The development of custom 3rd party package support are active goals, but you should check the up-to-date documentation and implementation of Axes for current compatibility before using Axes with custom solutions and make sure that authentication monitoring is working correctly.
This document describes the Django authentication flow and how Axes augments it to achieve authentication and login monitoring and lock users out on too many access attempts.
Axes offers a few additions to the Django authentication flow that implement the login monitoring and lockouts through a swappable handler API and configuration flags that users and package vendors can use to customize Axes or their own projects as they best see fit.
The following diagram visualizes the Django login flow and highlights the following extra steps that Axes adds to it with the 1. Authentication backend, 2. Signal receivers, and 3. Middleware.

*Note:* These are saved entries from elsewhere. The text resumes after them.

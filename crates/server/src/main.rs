// Copyright (C) 2026 Fred Clausen
// Use of this source code is governed by an MIT-style
// license that can be found in the LICENSE file or at
// https://opensource.org/licenses/MIT.

#![deny(
    clippy::pedantic,
    clippy::cargo,
    clippy::nursery,
    clippy::style,
    clippy::correctness,
    clippy::all,
    clippy::unwrap_used,
    clippy::expect_used
)]
#![allow(clippy::multiple_crate_versions)]

mod identity;
mod live;

use axum::{
    Json, Router,
    extract::{Path, Query, State as AxumState},
    http::StatusCode,
    response::{IntoResponse, Response},
    routing::{get, post, put},
};
use clap::Parser;
use orgvote_api::{
    ApiError, BallotResponse, CreateDepartmentRequest, CreateOrganizationRequest,
    CreateVoteRequest, DeleteDepartmentRequest, DeleteDepartmentResponse, DepartmentInfo,
    InvitationSender, ListDepartmentsResponse, ListMembershipsResponse,
    ListOrganizationsResponse, ListVotersResponse, ListVotesResponse, LogInvitationSender,
    OrganizationInfo, RegisterMemberRequest, RegisterMemberResponse, SendInvitationsRequest,
    SendInvitationsResponse, SetSloganRequest, SetSloganResponse, SubmitBallotRequest,
    UpdateDepartmentRequest, UpdateVoteRequest, UpdateVoterRequest, ValidateEmailRequest,
    ValidateEmailResponse, VoteInfo, VoteResultsResponse, VoterInfo,
};
use orgvote_persistence::SqlitePersistence;
use serde::{Deserialize, Serialize};
use std::{net::IpAddr, sync::Arc};
use time::OffsetDateTime;
use tokio::sync::Mutex;
use tracing::{info, warn};
use url::Url;

use crate::identity::Identity;
use crate::live::{LiveEvent, LiveEventBroadcaster, live_events_handler};

/// Organization voting server
#[derive(Parser, Debug)]
#[command(author, version, about, long_about = None)]
struct Args {
    /// Path to the `SQLite` database file. If not provided, uses in-memory database.
    #[arg(short, long)]
    database: Option<String>,

    /// Port to bind the server to
    #[arg(short, long, default_value_t = 3000)]
    port: u16,

    /// Address to bind the server to
    #[arg(short, long, default_value = "127.0.0.1")]
    bind: IpAddr,

    /// Base URL of the client application, used in invitation links
    #[arg(long, default_value = "http://localhost:3000")]
    app_url: Url,
}

/// Application state shared across handlers.
#[derive(Clone)]
struct AppState {
    /// Serializes access to the single database connection.
    persistence: Arc<Mutex<SqlitePersistence>>,
    live: LiveEventBroadcaster,
    app_url: Url,
    sender: Arc<dyn InvitationSender>,
}

#[derive(Debug, Deserialize)]
struct OrganizationQuery {
    organization_id: i64,
}

/// Response for writes that return no resource.
#[derive(Debug, Clone, Serialize, Deserialize)]
struct WriteResponse {
    success: bool,
    message: String,
}

impl WriteResponse {
    fn ok(message: impl Into<String>) -> Json<Self> {
        Json(Self {
            success: true,
            message: message.into(),
        })
    }
}

/// Error response type.
#[derive(Debug, Clone, Serialize, Deserialize)]
struct ErrorResponse {
    /// Error indicator.
    error: bool,
    /// Stable machine-readable error kind.
    kind: String,
    /// Error message.
    message: String,
}

/// HTTP error wrapper that implements `IntoResponse`.
#[derive(Debug)]
pub struct HttpError {
    status: StatusCode,
    kind: &'static str,
    message: String,
}

impl IntoResponse for HttpError {
    fn into_response(self) -> Response {
        let body: Json<ErrorResponse> = Json(ErrorResponse {
            error: true,
            kind: self.kind.to_string(),
            message: self.message,
        });
        (self.status, body).into_response()
    }
}

impl From<ApiError> for HttpError {
    fn from(err: ApiError) -> Self {
        let status: StatusCode = match err {
            ApiError::InvalidInput { .. }
            | ApiError::VoteClosed { .. }
            | ApiError::InvalidCandidate { .. } => StatusCode::BAD_REQUEST,
            ApiError::AuthenticationFailed { .. } => StatusCode::UNAUTHORIZED,
            ApiError::Unauthorized { .. } => StatusCode::FORBIDDEN,
            ApiError::ResourceNotFound { .. } => StatusCode::NOT_FOUND,
            ApiError::Conflict { .. } | ApiError::AlreadyVoted { .. } => StatusCode::CONFLICT,
            ApiError::Internal { .. } => StatusCode::INTERNAL_SERVER_ERROR,
        };
        if status.is_server_error() {
            warn!(error = %err, "Request failed");
        }
        Self {
            status,
            kind: err.kind(),
            message: err.to_string(),
        }
    }
}

fn now() -> OffsetDateTime {
    OffsetDateTime::now_utc()
}

// ============================================================================
// Members
// ============================================================================

/// Handler for POST `/register`.
async fn handle_register(
    AxumState(app_state): AxumState<AppState>,
    Json(req): Json<RegisterMemberRequest>,
) -> Result<Json<RegisterMemberResponse>, HttpError> {
    let mut persistence = app_state.persistence.lock().await;
    let response: RegisterMemberResponse =
        orgvote_api::register_member(&mut persistence, &req, now())?;
    drop(persistence);

    if let Some(organization_id) = response.organization_id {
        app_state
            .live
            .broadcast(LiveEvent::MembershipChanged { organization_id });
    }
    Ok(Json(response))
}

/// Handler for POST `/validate-email`.
async fn handle_validate_email(
    AxumState(app_state): AxumState<AppState>,
    Json(req): Json<ValidateEmailRequest>,
) -> Result<Json<ValidateEmailResponse>, HttpError> {
    let mut persistence = app_state.persistence.lock().await;
    Ok(Json(orgvote_api::validate_email(&mut persistence, &req)?))
}

async fn handle_list_voters(
    AxumState(app_state): AxumState<AppState>,
    Identity(identity): Identity,
    Path(organization_id): Path<i64>,
) -> Result<Json<ListVotersResponse>, HttpError> {
    let mut persistence = app_state.persistence.lock().await;
    Ok(Json(orgvote_api::list_voters(
        &mut persistence,
        &identity,
        organization_id,
    )?))
}

async fn handle_update_voter(
    AxumState(app_state): AxumState<AppState>,
    Identity(identity): Identity,
    Path((organization_id, user_id)): Path<(i64, i64)>,
    Json(req): Json<UpdateVoterRequest>,
) -> Result<Json<VoterInfo>, HttpError> {
    let mut persistence = app_state.persistence.lock().await;
    let voter: VoterInfo =
        orgvote_api::update_voter(&mut persistence, &identity, organization_id, user_id, req)?;
    drop(persistence);

    app_state
        .live
        .broadcast(LiveEvent::MembershipChanged { organization_id });
    Ok(Json(voter))
}

async fn handle_remove_voter(
    AxumState(app_state): AxumState<AppState>,
    Identity(identity): Identity,
    Path((organization_id, user_id)): Path<(i64, i64)>,
) -> Result<Json<WriteResponse>, HttpError> {
    let mut persistence = app_state.persistence.lock().await;
    orgvote_api::remove_voter(&mut persistence, &identity, organization_id, user_id)?;
    drop(persistence);

    app_state
        .live
        .broadcast(LiveEvent::MembershipChanged { organization_id });
    Ok(WriteResponse::ok(format!(
        "Removed user {user_id} from organization {organization_id}"
    )))
}

/// Handler for POST `/organizations/{id}/invitations`.
async fn handle_send_invitations(
    AxumState(app_state): AxumState<AppState>,
    Identity(identity): Identity,
    Path(organization_id): Path<i64>,
    Json(req): Json<SendInvitationsRequest>,
) -> Result<Json<SendInvitationsResponse>, HttpError> {
    let mut persistence = app_state.persistence.lock().await;
    let response: SendInvitationsResponse = orgvote_api::send_invitations(
        &mut persistence,
        &identity,
        organization_id,
        &req,
        &app_state.app_url,
        app_state.sender.as_ref(),
    )?;
    drop(persistence);

    if req.department_id.is_some() {
        app_state
            .live
            .broadcast(LiveEvent::MembershipChanged { organization_id });
    }
    Ok(Json(response))
}

// ============================================================================
// Organizations
// ============================================================================

async fn handle_create_organization(
    AxumState(app_state): AxumState<AppState>,
    Identity(identity): Identity,
    Json(req): Json<CreateOrganizationRequest>,
) -> Result<Json<OrganizationInfo>, HttpError> {
    let mut persistence = app_state.persistence.lock().await;
    Ok(Json(orgvote_api::create_organization(
        &mut persistence,
        &identity,
        &req,
        now(),
    )?))
}

async fn handle_list_organizations(
    AxumState(app_state): AxumState<AppState>,
    Identity(identity): Identity,
) -> Result<Json<ListOrganizationsResponse>, HttpError> {
    let mut persistence = app_state.persistence.lock().await;
    Ok(Json(orgvote_api::list_created_organizations(
        &mut persistence,
        &identity,
    )?))
}

async fn handle_delete_organization(
    AxumState(app_state): AxumState<AppState>,
    Identity(identity): Identity,
    Path(organization_id): Path<i64>,
) -> Result<Json<WriteResponse>, HttpError> {
    let mut persistence = app_state.persistence.lock().await;
    orgvote_api::delete_organization(&mut persistence, &identity, organization_id)?;
    Ok(WriteResponse::ok(format!(
        "Deleted organization {organization_id}"
    )))
}

async fn handle_list_memberships(
    AxumState(app_state): AxumState<AppState>,
    Identity(identity): Identity,
) -> Result<Json<ListMembershipsResponse>, HttpError> {
    let mut persistence = app_state.persistence.lock().await;
    Ok(Json(orgvote_api::list_memberships(
        &mut persistence,
        &identity,
    )?))
}

// ============================================================================
// Departments
// ============================================================================

async fn handle_create_department(
    AxumState(app_state): AxumState<AppState>,
    Identity(identity): Identity,
    Json(req): Json<CreateDepartmentRequest>,
) -> Result<Json<DepartmentInfo>, HttpError> {
    let organization_id: i64 = req.organization_id;
    let mut persistence = app_state.persistence.lock().await;
    let department: DepartmentInfo =
        orgvote_api::create_department(&mut persistence, &identity, req, now())?;
    drop(persistence);

    app_state
        .live
        .broadcast(LiveEvent::DepartmentsChanged { organization_id });
    Ok(Json(department))
}

async fn handle_list_departments(
    AxumState(app_state): AxumState<AppState>,
    Identity(identity): Identity,
    Query(query): Query<OrganizationQuery>,
) -> Result<Json<ListDepartmentsResponse>, HttpError> {
    let mut persistence = app_state.persistence.lock().await;
    Ok(Json(orgvote_api::list_departments(
        &mut persistence,
        &identity,
        query.organization_id,
    )?))
}

async fn handle_update_department(
    AxumState(app_state): AxumState<AppState>,
    Identity(identity): Identity,
    Path(department_id): Path<i64>,
    Json(req): Json<UpdateDepartmentRequest>,
) -> Result<Json<DepartmentInfo>, HttpError> {
    let organization_id: i64 = req.organization_id;
    let mut persistence = app_state.persistence.lock().await;
    let department: DepartmentInfo =
        orgvote_api::update_department(&mut persistence, &identity, department_id, req, now())?;
    drop(persistence);

    app_state
        .live
        .broadcast(LiveEvent::DepartmentsChanged { organization_id });
    Ok(Json(department))
}

/// Handler for DELETE `/departments/{id}`.
///
/// Deletes the department with its descendants and any votes scoped to them.
async fn handle_delete_department(
    AxumState(app_state): AxumState<AppState>,
    Identity(identity): Identity,
    Path(department_id): Path<i64>,
    Json(req): Json<DeleteDepartmentRequest>,
) -> Result<Json<DeleteDepartmentResponse>, HttpError> {
    let mut persistence = app_state.persistence.lock().await;
    let response: DeleteDepartmentResponse =
        orgvote_api::delete_department(&mut persistence, &identity, department_id, &req, now())?;
    drop(persistence);

    info!(
        department_id,
        deleted = response.deleted_ids.len(),
        "Deleted department subtree"
    );
    app_state.live.broadcast(LiveEvent::DepartmentsChanged {
        organization_id: req.organization_id,
    });
    Ok(Json(response))
}
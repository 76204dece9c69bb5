// Copyright (C) 2026 Fred Clausen
// Use of this source code is governed by an MIT-style
// license that can be found in the LICENSE file or at
// https://opensource.org/licenses/MIT.

//! Error types for the API layer.

use orgvote::CoreError;
use orgvote_domain::DomainError;
use orgvote_persistence::PersistenceError;
use tracing::error;

use crate::invitations::InvitationError;
use crate::password_policy::PasswordPolicyError;

/// Authentication and authorization errors.
#[derive(Debug, Clone, PartialEq, Eq)]
pub enum AuthError {
    /// No usable identity was supplied.
    AuthenticationFailed {
        /// The reason authentication failed.
        reason: String,
    },
    /// The identity lacks the membership the action requires.
    Unauthorized {
        /// The action that was attempted.
        action: String,
        /// The role required for this action.
        required_role: String,
    },
}

impl std::fmt::Display for AuthError {
    fn fmt(&self, f: &mut std::fmt::Formatter<'_>) -> std::fmt::Result {
        match self {
            Self::AuthenticationFailed { reason } => {
                write!(f, "Authentication failed: {reason}")
            }
            Self::Unauthorized {
                action,
                required_role,
            } => {
                write!(f, "Unauthorized: '{action}' requires {required_role} role")
            }
        }
    }
}

impl std::error::Error for AuthError {}

/// API-level errors.
///
/// These are distinct from domain/core errors and represent the API contract.
/// Every variant maps to one stable `kind()` string clients can branch on.
#[derive(Debug, Clone, PartialEq, Eq)]
pub enum ApiError {
    /// Invalid input was provided.
    InvalidInput {
        /// The field that was invalid.
        field: String,
        /// A human-readable description of the error.
        message: String,
    },
    /// Authentication failed.
    AuthenticationFailed {
        /// The reason authentication failed.
        reason: String,
    },
    /// Authorization failed - the identity does not have permission.
    Unauthorized {
        /// The action that was attempted.
        action: String,
        /// The role required for this action.
        required_role: String,
    },
    /// A requested resource was not found.
    ResourceNotFound {
        /// The type of resource that was not found.
        resource_type: String,
        /// A human-readable description of what was not found.
        message: String,
    },
    /// The request conflicts with existing state.
    Conflict {
        /// The rule that was violated.
        rule: String,
        /// A human-readable description of the conflict.
        message: String,
    },
    /// A ballot was submitted outside the vote's window.
    VoteClosed {
        /// The vote.
        vote_id: i64,
        /// A human-readable description.
        message: String,
    },
    /// The chosen candidate is not registered in the vote.
    InvalidCandidate {
        /// The vote.
        vote_id: i64,
        /// The rejected candidate id.
        candidate_id: i64,
    },
    /// The voter already has a ballot in the vote.
    AlreadyVoted {
        /// The vote.
        vote_id: i64,
    },
    /// An internal error occurred.
    Internal {
        /// A description of the internal error.
        message: String,
    },
}

impl ApiError {
    /// Returns the stable error kind clients branch on.
    #[must_use]
    pub const fn kind(&self) -> &'static str {
        match self {
            Self::InvalidInput { .. } => "invalid_argument",
            Self::AuthenticationFailed { .. } => "unauthenticated",
            Self::Unauthorized { .. } => "forbidden",
            Self::ResourceNotFound { .. } => "not_found",
            Self::Conflict { .. } => "conflict",
            Self::VoteClosed { .. } => "vote_closed",
            Self::InvalidCandidate { .. } => "invalid_candidate",
            Self::AlreadyVoted { .. } => "already_voted",
            Self::Internal { .. } => "internal",
        }
    }

    /// Shorthand for an `InvalidInput` error.
    pub(crate) fn invalid_input(field: &str, message: impl Into<String>) -> Self {
        Self::InvalidInput {
            field: field.to_string(),
            message: message.into(),
        }
    }

    /// Shorthand for a `ResourceNotFound` error.
    pub(crate) fn not_found(resource_type: &str, message: impl Into<String>) -> Self {
        Self::ResourceNotFound {
            resource_type: resource_type.to_string(),
            message: message.into(),
        }
    }
}

impl std::fmt::Display for ApiError {
    fn fmt(&self, f: &mut std::fmt::Formatter<'_>) -> std::fmt::Result {
        match self {
            Self::InvalidInput { field, message } => {
                write!(f, "Invalid input for field '{field}': {message}")
            }
            Self::AuthenticationFailed { reason } => {
                write!(f, "Authentication failed: {reason}")
            }
            Self::Unauthorized {
                action,
                required_role,
            } => {
                write!(f, "Unauthorized: '{action}' requires {required_role} role")
            }
            Self::ResourceNotFound {
                resource_type,
                message,
            } => {
                write!(f, "{resource_type} not found: {message}")
            }
            Self::Conflict { message, .. } => write!(f, "{message}"),
            Self::VoteClosed { message, .. } => write!(f, "{message}"),
            Self::InvalidCandidate {
                vote_id,
                candidate_id,
            } => {
                write!(f, "Candidate {candidate_id} is not part of vote {vote_id}")
            }
            Self::AlreadyVoted { vote_id } => {
                write!(f, "You have already voted in vote {vote_id}")
            }
            Self::Internal { message } => {
                write!(f, "Internal error: {message}")
            }
        }
    }
}

impl std::error::Error for ApiError {}

impl From<AuthError> for ApiError {
    fn from(err: AuthError) -> Self {
        match err {
            AuthError::AuthenticationFailed { reason } => Self::AuthenticationFailed { reason },
            AuthError::Unauthorized {
                action,
                required_role,
            } => Self::Unauthorized {
                action,
                required_role,
            },
        }
    }
}

impl From<PasswordPolicyError> for ApiError {
    fn from(err: PasswordPolicyError) -> Self {
        Self::InvalidInput {
            field: String::from("password"),
            message: err.to_string(),
        }
    }
}

impl From<InvitationError> for ApiError {
    fn from(err: InvitationError) -> Self {
        error!(error = %err, "Invitation failed");
        Self::Internal {
            message: String::from("Failed to send invitations"),
        }
    }
}

/// Translates a domain error into an API error.
///
/// This translation is explicit and ensures domain errors are not leaked directly.
#[must_use]
pub fn translate_domain_error(err: DomainError) -> ApiError {
    match err {
        DomainError::InvalidName(msg) => ApiError::invalid_input("name", msg),
        DomainError::InvalidEmail(msg) => ApiError::invalid_input("email", msg),
        DomainError::EmptyCandidateList => {
            ApiError::invalid_input("candidates", "A vote requires at least one candidate")
        }
        DomainError::DuplicateCandidate { .. } => ApiError::invalid_input(
            "candidates",
            "A candidate can only be added once to a vote",
        ),
        DomainError::InvalidSchedule { .. } => {
            ApiError::invalid_input("end_time", "End time must be after start time")
        }
        DomainError::InvalidVoteType(value) => {
            ApiError::invalid_input("vote_type", format!("Unknown vote type '{value}'"))
        }
        DomainError::InvalidRole(value) => {
            ApiError::invalid_input("role", format!("Unknown member role '{value}'"))
        }
        DomainError::InvalidTimestamp { value, reason } => ApiError::invalid_input(
            "timestamp",
            format!("Failed to parse timestamp '{value}': {reason}"),
        ),
        DomainError::DepartmentNotFound(id) => {
            ApiError::not_found("Department", format!("Department {id} does not exist"))
        }
        DomainError::DepartmentCycle { .. } => {
            ApiError::invalid_input("parent_id", "Department move would create a cycle")
        }
        DomainError::ParentOutsideOrganization {
            parent_id,
            organization_id,
        } => ApiError::invalid_input(
            "parent_id",
            format!("Department {parent_id} does not belong to organization {organization_id}"),
        ),
    }
}

/// Translates a core error into an API error.
///
/// This translation is explicit and ensures core errors are not leaked directly.
#[must_use]
pub fn translate_core_error(err: CoreError) -> ApiError {
    match err {
        CoreError::DomainViolation(domain_err) => translate_domain_error(domain_err),
        CoreError::VoteClosed { vote_id, state } => ApiError::VoteClosed {
            vote_id,
            message: format!("Vote {vote_id} is not accepting ballots ({})", state.as_str()),
        },
        CoreError::InvalidCandidate {
            vote_id,
            candidate_id,
        } => ApiError::InvalidCandidate {
            vote_id,
            candidate_id,
        },
        CoreError::AlreadyVoted { vote_id, .. } => ApiError::AlreadyVoted { vote_id },
        CoreError::CandidateNotMember {
            user_id,
            organization_id,
        } => ApiError::invalid_input(
            "candidates",
            format!("User {user_id} is not a member of organization {organization_id}"),
        ),
        CoreError::DepartmentOutsideOrganization {
            department_id,
            organization_id,
        } => ApiError::invalid_input(
            "department_id",
            format!("Department {department_id} does not belong to organization {organization_id}"),
        ),
        CoreError::CandidateHasBallots {
            user_id, ballots, ..
        } => ApiError::Conflict {
            rule: String::from("candidate_has_ballots"),
            message: format!(
                "Candidate {user_id} already has {ballots} ballot(s) and cannot be removed"
            ),
        },
        CoreError::AnonymityLocked { vote_id, ballots } => ApiError::Conflict {
            rule: String::from("anonymity_locked"),
            message: format!(
                "Vote {vote_id} already has {ballots} ballot(s); anonymity can no longer change"
            ),
        },
        CoreError::Internal(msg) => {
            error!(message = %msg, "Core invariant failed");
            ApiError::Internal {
                message: String::from("An internal error occurred"),
            }
        }
    }
}

/// Translates a persistence error into an API error.
///
/// Rejections raised while re-validating inside a transaction are
/// translated like their core counterparts. Storage failures are logged
/// and reported without their text.
#[must_use]
pub fn translate_persistence_error(err: PersistenceError) -> ApiError {
    match err {
        PersistenceError::TransitionRejected(core_err) => translate_core_error(core_err),
        PersistenceError::NotFound(what) => {
            ApiError::not_found("Resource", format!("{what} does not exist"))
        }
        PersistenceError::UniqueViolation(detail) => ApiError::Conflict {
            rule: String::from("unique"),
            message: format!("Record already exists ({detail})"),
        },
        other => {
            error!(error = %other, "Persistence failure");
            ApiError::Internal {
                message: String::from("A storage error occurred"),
            }
        }
    }
}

When a user tries to log in in Django, the login is usually performed
by running a number of authentication backends that check user login
information by calling the authenticate function, which either
returns a Django compatible User object or a None.
If an authentication backend does not approve a user login,
it can raise a PermissionDenied exception, which immediately
skips the rest of the authentication backends, triggers the
user_login_failed signal, and then returns a None
to the calling function, indicating that the login failed.
Axes implements authentication blocking with the custom
AxesBackend authentication backend which checks every request
coming through the Django authentication flow and verifies they
are not blocked, and allows the requests to go through if the check passes.
If the authentication attempt matches a lockout rule, e.g. it is from a
blacklisted IP or exceeds the maximum configured authentication attempts,
it is blocked by raising the PermissionDenied exception in the backend.
Axes monitors logins with the user_login_failed signal receiver
and records authentication failures from both the AxesBackend and
other authentication backends and tracks the failed attempts
by tracking the attempt IP address, username, user agent, or all of them.
If the lockout rules match, then Axes marks the request
as locked by setting a special attribute into the request.
The AxesMiddleware then processes the request, returning
a lockout response to the user, if the flag has been set.
Axes assumes that the login views either call the authenticate method
to log in users or otherwise take care of notifying Axes of authentication
attempts and failures the same way Django does via authentication signals.
The login flows can be customized and the Axes authentication backend, middleware, and signal receivers can easily be swapped to alternative implementations.